Die weibliche Fruchtbarkeit, ihre biologische Reproduktionsfähigkeit, wird ebenfalls usurpiert. An ihre Stelle treten Reproduktionstechnologien, die darauf abzielen, das Leben technologisch zu manipulieren und möglicherweise sogar zu produzieren. Das Vorbild für diese Reproduktionstechnologien liegt in der Selbstproduktion des Geldes.

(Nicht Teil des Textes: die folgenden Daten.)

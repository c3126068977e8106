//! CLI runtime settings
//!
//! Everything is environment-driven so the same binary works in a
//! scheduler, a container, or a developer shell. A `.env` file is honored
//! when present (loaded in `main`).

use std::time::Duration;

use apipull_core::engine::FetchEngineConfig;

pub const DEFAULT_ENVIRONMENT: &str = "dev";
pub const DEFAULT_STORAGE_ROOT: &str = "./apipull-data";
pub const DEFAULT_MAX_PARALLELISM: usize = 4;
pub const DEFAULT_MAX_RETRIES: u32 = 3;
pub const DEFAULT_RETRY_DELAY_MS: u64 = 1_000;
pub const DEFAULT_REQUEST_TIMEOUT_SECS: u64 = 120;

/// Runtime settings, resolved from `APIPULL_*` environment variables with
/// documented defaults.
#[derive(Debug, Clone)]
pub struct Settings {
    /// Environment segment of the storage path (dev, tst, prd, ...).
    pub environment: String,

    /// Root directory of the local ingestion store.
    pub storage_root: String,

    pub max_parallelism: usize,
    pub max_retries: u32,
    pub retry_delay_ms: u64,
    pub request_timeout_secs: u64,

    /// TruckerCloud credentials; required only when loading that vendor.
    pub truckercloud_username: Option<String>,
    pub truckercloud_password: Option<String>,

    /// Base URL overrides, mainly for pointing at test servers.
    pub truckercloud_base_url: Option<String>,
    pub fmcsa_base_url: Option<String>,
}

impl Settings {
    /// Load settings from the environment. Unset or unparseable values
    /// fall back to the defaults.
    pub fn from_env() -> Self {
        Self {
            environment: env_string("APIPULL_ENVIRONMENT", DEFAULT_ENVIRONMENT),
            storage_root: env_string("APIPULL_STORAGE_ROOT", DEFAULT_STORAGE_ROOT),
            max_parallelism: env_parsed("APIPULL_MAX_PARALLELISM", DEFAULT_MAX_PARALLELISM),
            max_retries: env_parsed("APIPULL_MAX_RETRIES", DEFAULT_MAX_RETRIES),
            retry_delay_ms: env_parsed("APIPULL_RETRY_DELAY_MS", DEFAULT_RETRY_DELAY_MS),
            request_timeout_secs: env_parsed(
                "APIPULL_REQUEST_TIMEOUT_SECS",
                DEFAULT_REQUEST_TIMEOUT_SECS,
            ),
            truckercloud_username: env_optional("APIPULL_TC_USERNAME"),
            truckercloud_password: env_optional("APIPULL_TC_PASSWORD"),
            truckercloud_base_url: env_optional("APIPULL_TC_BASE_URL"),
            fmcsa_base_url: env_optional("APIPULL_FMCSA_BASE_URL"),
        }
    }

    pub fn engine_config(&self) -> FetchEngineConfig {
        FetchEngineConfig {
            max_parallelism: self.max_parallelism,
            max_retries: self.max_retries,
            retry_delay: Duration::from_millis(self.retry_delay_ms),
            request_timeout: Duration::from_secs(self.request_timeout_secs),
        }
    }
}

impl Default for Settings {
    fn default() -> Self {
        Self {
            environment: DEFAULT_ENVIRONMENT.to_string(),
            storage_root: DEFAULT_STORAGE_ROOT.to_string(),
            max_parallelism: DEFAULT_MAX_PARALLELISM,
            max_retries: DEFAULT_MAX_RETRIES,
            retry_delay_ms: DEFAULT_RETRY_DELAY_MS,
            request_timeout_secs: DEFAULT_REQUEST_TIMEOUT_SECS,
            truckercloud_username: None,
            truckercloud_password: None,
            truckercloud_base_url: None,
            fmcsa_base_url: None,
        }
    }
}

fn env_string(name: &str, default: &str) -> String {
    std::env::var(name)
        .ok()
        .filter(|v| !v.trim().is_empty())
        .unwrap_or_else(|| default.to_string())
}

fn env_optional(name: &str) -> Option<String> {
    std::env::var(name).ok().filter(|v| !v.trim().is_empty())
}

fn env_parsed<T: std::str::FromStr + Copy>(name: &str, default: T) -> T {
    std::env::var(name)
        .ok()
        .and_then(|v| v.trim().parse().ok())
        .unwrap_or(default)
}
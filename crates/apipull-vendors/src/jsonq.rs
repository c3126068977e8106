//! Dotted-path row extraction over fetched JSON pages
//!
//! Dependent endpoints need rows ("one request per carrier") pulled out of
//! the pages a prior load returned. [`quick_query`] does just enough for
//! that: each page is an object whose `content` property holds an array of
//! row objects; columns are dotted paths into each row, with a single
//! `[*]` segment expanding an embedded array. Multiple columns sharing an
//! array prefix walk it in lockstep; distinct array prefixes multiply out
//! cartesian-style.

use std::collections::BTreeMap;

use serde_json::Value;

/// Column definition: output name plus the dotted path that fills it.
pub type ColumnDef<'a> = (&'a str, &'a str);

/// Extract rows from `pages_json` per `columns`. With `distinct`, rows
/// whose column values all match an earlier row are dropped.
pub fn quick_query<'a>(
    pages_json: impl IntoIterator<Item = &'a str>,
    columns: &[ColumnDef<'_>],
    distinct: bool,
    content_property: &str,
) -> Vec<BTreeMap<String, String>> {
    if columns.is_empty() {
        return Vec::new();
    }

    let mut results = Vec::new();
    let mut seen = std::collections::HashSet::new();

    for page_json in pages_json {
        if page_json.trim().is_empty() {
            continue;
        }
        let Ok(root) = serde_json::from_str::<Value>(page_json) else {
            continue;
        };
        let Some(content) = root.get(content_property).and_then(|v| v.as_array()) else {
            continue;
        };

        for row_object in content {
            for row in expand_one_row(row_object, columns) {
                if distinct {
                    let key: String = columns
                        .iter()
                        .map(|(name, _)| row.get(*name).map(String::as_str).unwrap_or(""))
                        .collect::<Vec<_>>()
                        .join("\u{1f}");
                    if !seen.insert(key) {
                        continue;
                    }
                }
                results.push(row);
            }
        }
    }

    results
}

fn expand_one_row(
    row_object: &Value,
    columns: &[ColumnDef<'_>],
) -> Vec<BTreeMap<String, String>> {
    let mut scalar_columns: Vec<(&str, &str)> = Vec::new();
    // (name, array path without the star, suffix inside each element)
    let mut array_columns: Vec<(&str, String, String)> = Vec::new();

    for (name, path) in columns {
        match path.find("[*]") {
            None => scalar_columns.push((name, path)),
            Some(star) => {
                let prefix = path[..star + 3].to_string();
                let suffix = path[star + 3..].trim_start_matches('.').to_string();
                array_columns.push((name, prefix, suffix));
            }
        }
    }

    let mut base_row = BTreeMap::new();
    for (name, path) in &scalar_columns {
        base_row.insert((*name).to_string(), get_scalar(row_object, path));
    }

    if array_columns.is_empty() {
        return vec![base_row];
    }

    // Group columns by their array prefix; columns sharing a prefix walk
    // the same array index together, distinct prefixes multiply out.
    let mut unique_prefixes: Vec<&str> = Vec::new();
    for (_, prefix, _) in &array_columns {
        if !unique_prefixes.contains(&prefix.as_str()) {
            unique_prefixes.push(prefix.as_str());
        }
    }

    let mut expanded = vec![base_row];
    for prefix in unique_prefixes {
        let group: Vec<&(&str, String, String)> = array_columns
            .iter()
            .filter(|(_, p, _)| p == prefix)
            .collect();
        let elements = get_array(row_object, prefix);

        let mut values_by_column: BTreeMap<&str, Vec<String>> = BTreeMap::new();
        for (name, _, suffix) in &group {
            let values: Vec<String> = elements
                .iter()
                .map(|element| {
                    if suffix.is_empty() {
                        element_to_string(element)
                    } else {
                        get_scalar(element, suffix)
                    }
                })
                .collect();
            values_by_column.insert(name, values);
        }
        let max_len = values_by_column.values().map(Vec::len).max().unwrap_or(0);

        let mut next_expanded = Vec::new();
        for index in 0..max_len.max(1) {
            for existing in &expanded {
                let mut clone = existing.clone();
                for (name, _, _) in &group {
                    let values = &values_by_column[*name];
                    let value = values.get(index).cloned().unwrap_or_default();
                    clone.insert((*name).to_string(), value);
                }
                next_expanded.push(clone);
            }
        }
        expanded = next_expanded;
    }

    expanded
}

fn get_scalar(root: &Value, dotted_path: &str) -> String {
    let mut current = root;
    for part in dotted_path.split('.').filter(|p| !p.trim().is_empty()) {
        match current.get(part.trim()) {
            Some(next) => current = next,
            None => return String::new(),
        }
    }
    element_to_string(current)
}

fn get_array<'v>(root: &'v Value, prefix_with_star: &str) -> Vec<&'v Value> {
    let path = prefix_with_star.replace("[*]", "");
    let mut current = root;
    for part in path.split('.').filter(|p| !p.trim().is_empty()) {
        match current.get(part.trim()) {
            Some(next) => current = next,
            None => return Vec::new(),
        }
    }
    match current.as_array() {
        Some(array) => array.iter().collect(),
        None => Vec::new(),
    }
}

fn element_to_string(element: &Value) -> String {
    match element {
        Value::String(s) => s.clone(),
        Value::Null => String::new(),
        Value::Bool(b) => b.to_string(),
        Value::Number(n) => n.to_string(),
        other => other.to_string(),
    }
}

Letztlich ist das nominalistische Geld der Stein der Weisen, den die Alchimisten einst gesucht hatten. Es ist das Geld, das alles in alles verwandelt und aus Nichts heraus Werte schafft. Diese Werte sind aber nichtig, Unwerte, vernichtete Werte. Im nominalistischen Geld gibt es keine Grenze der Wertvernichtung, was auch darin zum Ausdruck kommt, daß es keine Obergrenze für Schulden gibt. Darauf basiert die Vorstellung von der Notwendigkeit eines unendlichen Wirtschaftswachstums.

Wollen wir uns davon freimachen, müssen wir uns wieder der Natur unseres Begehrens zuwenden. Wir müssen den Schleier des Geldes lüften und unsere eigentlichen Bedürfnisse neu entdecken. Bis zu dieser Einsicht aber dringen Moore/Patels Analysen nicht vor.